Source data:
::::::::::
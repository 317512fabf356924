use bytes::Bytes;
use futures::stream::{self, Stream, StreamExt, TryStreamExt};
use std::future::Future;
use std::pin::Pin;
use std::task::{Context, Poll};
use tokio::io::{AsyncRead, AsyncWrite, AsyncWriteExt};
use tokio_util::io::StreamReader;

use crate::oss::{BlobError, ByteStream};

/// 对象内容的读取流
///
/// 惰性：首次 poll 时才发起请求。只能顺序读取一遍，正常结束即表示读取完成，
/// 对象不存在或传输失败以错误项的形式出现。提前 drop 会释放底层连接。
pub struct ReadStream {
    inner: ByteStream,
}

impl ReadStream {
    pub(crate) fn new<F>(open: F) -> Self
    where
        F: Future<Output = Result<ByteStream, BlobError>> + Send + 'static,
    {
        Self {
            inner: stream::once(open).try_flatten().boxed(),
        }
    }

    /// 按块写入 `writer`，返回写入的字节数
    pub async fn pipe_to<W>(mut self, writer: &mut W) -> Result<u64, BlobError>
    where
        W: AsyncWrite + Unpin + ?Sized,
    {
        let mut written = 0u64;
        while let Some(chunk) = self.inner.next().await {
            let chunk = chunk?;
            writer
                .write_all(&chunk)
                .await
                .map_err(|e| BlobError::from_stream(e, "写入目标失败"))?;
            written += chunk.len() as u64;
        }
        writer
            .flush()
            .await
            .map_err(|e| BlobError::from_stream(e, "写入目标失败"))?;
        Ok(written)
    }

    /// 转换为 `AsyncRead`，错误以 `std::io::Error` 传出
    pub fn into_async_read(self) -> impl AsyncRead + Send + Unpin {
        StreamReader::new(
            self.inner
                .map_err(|e| std::io::Error::new(std::io::ErrorKind::Other, e)),
        )
    }

    /// 读取全部内容到内存
    pub async fn bytes(self) -> Result<Bytes, BlobError> {
        let chunks: Vec<Bytes> = self.inner.try_collect().await?;
        Ok(Bytes::from(chunks.concat()))
    }
}

impl Stream for ReadStream {
    type Item = Result<Bytes, BlobError>;

    fn poll_next(mut self: Pin<&mut Self>, cx: &mut Context<'_>) -> Poll<Option<Self::Item>> {
        self.inner.poll_next_unpin(cx)
    }
}

impl std::fmt::Debug for ReadStream {
    fn fmt(&self, f: &mut std::fmt::Formatter<'_>) -> std::fmt::Result {
        f.write_str("ReadStream")
    }
}
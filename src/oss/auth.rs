use async_trait::async_trait;

use crate::oss::BlobError;

/// 鉴权提供者
///
/// 每次请求前调用，返回 `Authorization` 头的取值；`None` 表示匿名访问。
/// 凭证的获取与刷新由实现方负责。
#[async_trait]
pub trait AuthProvider: Send + Sync {
    async fn authorization(&self) -> Result<Option<String>, BlobError>;
}

/// 匿名访问（公开存储桶或本地模拟器）
#[derive(Debug, Default, Clone)]
pub struct Anonymous;

#[async_trait]
impl AuthProvider for Anonymous {
    async fn authorization(&self) -> Result<Option<String>, BlobError> {
        Ok(None)
    }
}

/// 固定的 Bearer Token
#[derive(Clone)]
pub struct BearerTokenAuth {
    token: String,
}

impl BearerTokenAuth {
    pub fn new(token: impl Into<String>) -> Result<Self, BlobError> {
        let token = token.into();
        if token.trim().is_empty() {
            return Err(BlobError::Configuration("bearer token 不能为空".to_string()));
        }
        Ok(Self { token })
    }

    /// 从环境变量读取 token，变量不存在或为空时报错
    pub fn from_env(var: &str) -> Result<Self, BlobError> {
        let token = std::env::var(var).map_err(|_| {
            BlobError::Configuration(format!("环境变量 {} 未设置", var))
        })?;
        Self::new(token)
    }
}

impl std::fmt::Debug for BearerTokenAuth {
    fn fmt(&self, f: &mut std::fmt::Formatter<'_>) -> std::fmt::Result {
        f.debug_struct("BearerTokenAuth")
            .field("token", &"***")
            .finish()
    }
}

#[async_trait]
impl AuthProvider for BearerTokenAuth {
    async fn authorization(&self) -> Result<Option<String>, BlobError> {
        Ok(Some(format!("Bearer {}", self.token)))
    }
}
use thiserror::Error;

type BoxError = Box<dyn std::error::Error + Send + Sync>;

/// 存储桶客户端统一错误类型
#[derive(Error, Debug)]
pub enum BlobError {
    #[error("无效参数: {0}")]
    InvalidArgument(String),

    #[error("对象不存在: {name}")]
    NotFound { name: String },

    #[error("存储服务错误{}: {message}", status_suffix(.status))]
    Store {
        status: Option<u16>,
        message: String,
        #[source]
        source: Option<BoxError>,
    },

    #[error("数据流错误: {message}")]
    Stream {
        message: String,
        #[source]
        source: Option<BoxError>,
    },

    #[error("校验失败: {name} 期望 md5 {expected}, 实际 {actual}")]
    ChecksumMismatch {
        name: String,
        expected: String,
        actual: String,
    },

    #[error("配置错误: {0}")]
    Configuration(String),
}

fn status_suffix(status: &Option<u16>) -> String {
    status.map(|s| format!(" [{}]", s)).unwrap_or_default()
}

impl BlobError {
    /// 存储服务返回的非成功状态
    pub fn store(status: u16, message: impl Into<String>) -> Self {
        BlobError::Store {
            status: Some(status),
            message: message.into(),
            source: None,
        }
    }

    /// 传输层失败（连接、超时、TLS 等），没有 HTTP 状态
    pub fn from_transport<E>(err: E, context: &str) -> Self
    where
        E: std::error::Error + Send + Sync + 'static,
    {
        BlobError::Store {
            status: None,
            message: context.to_string(),
            source: Some(Box::new(err)),
        }
    }

    /// 读写数据流过程中的失败
    pub fn from_stream<E>(err: E, context: &str) -> Self
    where
        E: std::error::Error + Send + Sync + 'static,
    {
        BlobError::Stream {
            message: context.to_string(),
            source: Some(Box::new(err)),
        }
    }

    pub fn is_not_found(&self) -> bool {
        matches!(self, BlobError::NotFound { .. })
    }

    /// HTTP 状态码（仅 `Store` 错误可能携带）
    pub fn status(&self) -> Option<u16> {
        match self {
            BlobError::Store { status, .. } => *status,
            BlobError::NotFound { .. } => Some(404),
            _ => None,
        }
    }
}

impl From<serde_json::Error> for BlobError {
    fn from(err: serde_json::Error) -> Self {
        BlobError::Store {
            status: None,
            message: "响应解析失败".to_string(),
            source: Some(Box::new(err)),
        }
    }
}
::::::::::
Work required: Go through the entries and filter for lines holding the word "Anonymous"; copy each match.

Expected output:
pub struct Anonymous;
impl AuthProvider for Anonymous {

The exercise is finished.